One of his biographers pretends that he rendered himself justice another time, and represents him as saying, speaking of M——:

"See how well he has got on in the world! He is just as little inclined to commit a bad action as incapable of doing a good one; fear keeps him from the former, and wickedness from the latter. The difference between him and me is that I attack a great many people, and truly, with one or two exceptions (and note that they are persons of my own sex), I do not hate one; while he says no harm of any one, but hates a great many, if not every body. Fancy, then, how amusing it would be to see him in the palace of Truth, when he would be thinking he was making the sweetest compliments, while all the time he would be giving vent to the accumulated spite and rancor of years, and then to see the person he had flattered so long listen to his real sentiments for the first time.
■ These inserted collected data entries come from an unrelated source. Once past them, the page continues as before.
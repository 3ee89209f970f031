//! Content mixer service — binary entrypoint.
//! Loads the feed config, boots the Axum router and hands it to Shuttle.

use shuttle_axum::ShuttleAxum;
use tracing_subscriber::{fmt, prelude::*, EnvFilter};

use content_mixer::FeedConfig;

/// Enable compact tracing logs in development only.
/// Activation requires BOTH:
///   - dev environment (debug build OR SHUTTLE_ENV in {local, development, dev})
///   - FEED_DEV_LOG=1
fn enable_dev_tracing() {
    let dev_flag = std::env::var("FEED_DEV_LOG")
        .ok()
        .is_some_and(|v| v == "1");

    let is_dev_env = cfg!(debug_assertions)
        || matches!(
            std::env::var("SHUTTLE_ENV")
                .unwrap_or_default()
                .to_ascii_lowercase()
                .as_str(),
            "local" | "development" | "dev"
        );

    if !(dev_flag && is_dev_env) {
        return;
    }

    let filter =
        EnvFilter::try_from_default_env().unwrap_or_else(|_| EnvFilter::new("feed=debug,api=info,warn"));

    // Shuttle may already have installed a subscriber.
    let _ = tracing_subscriber::registry()
        .with(filter)
        .with(fmt::layer().compact())
        .try_init();
}

#[shuttle_runtime::main]
async fn axum() -> ShuttleAxum {
    // Load .env in local/dev; no-op in prod environments.
    let _ = dotenvy::dotenv();

    enable_dev_tracing();

    let config = FeedConfig::load_default()?;
    let router = content_mixer::app(&config)?;

    Ok(router.into())
}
Oh! that would truly be a comic sight. As to me, I should appear to great advantage in the palace of Truth, for while I should be thinking to vex friends and enemies with harsh speeches, I should be saying pretty things on the contrary; for at bottom, I have no malice or ill-nature,—at least, not of that kind which lasts more than a moment."

"Never," adds the biographer, "was a truer observation made. Lord Byron's nature is very fine, despite all the bad weeds that might have attempted to spring up in it; and I am convinced that it is the excellence of the poet, or rather the effect of such excellence, which has caused the faults of the man.

"The severity of censure lavished on the man has increased in proportion to the admiration excited by the poet, and often with the greatest injustice. The world offered up incense to the poet, while heaping ashes on the head of the man. He was indignant at such usage, and wounded pride avenged itself by painting himself in the darkest colors, as if to give a deeper hue than even his enemies had done; all the time forcing them to admiration for his genius, as boundless as was their disapprobation of his supposed character."[104]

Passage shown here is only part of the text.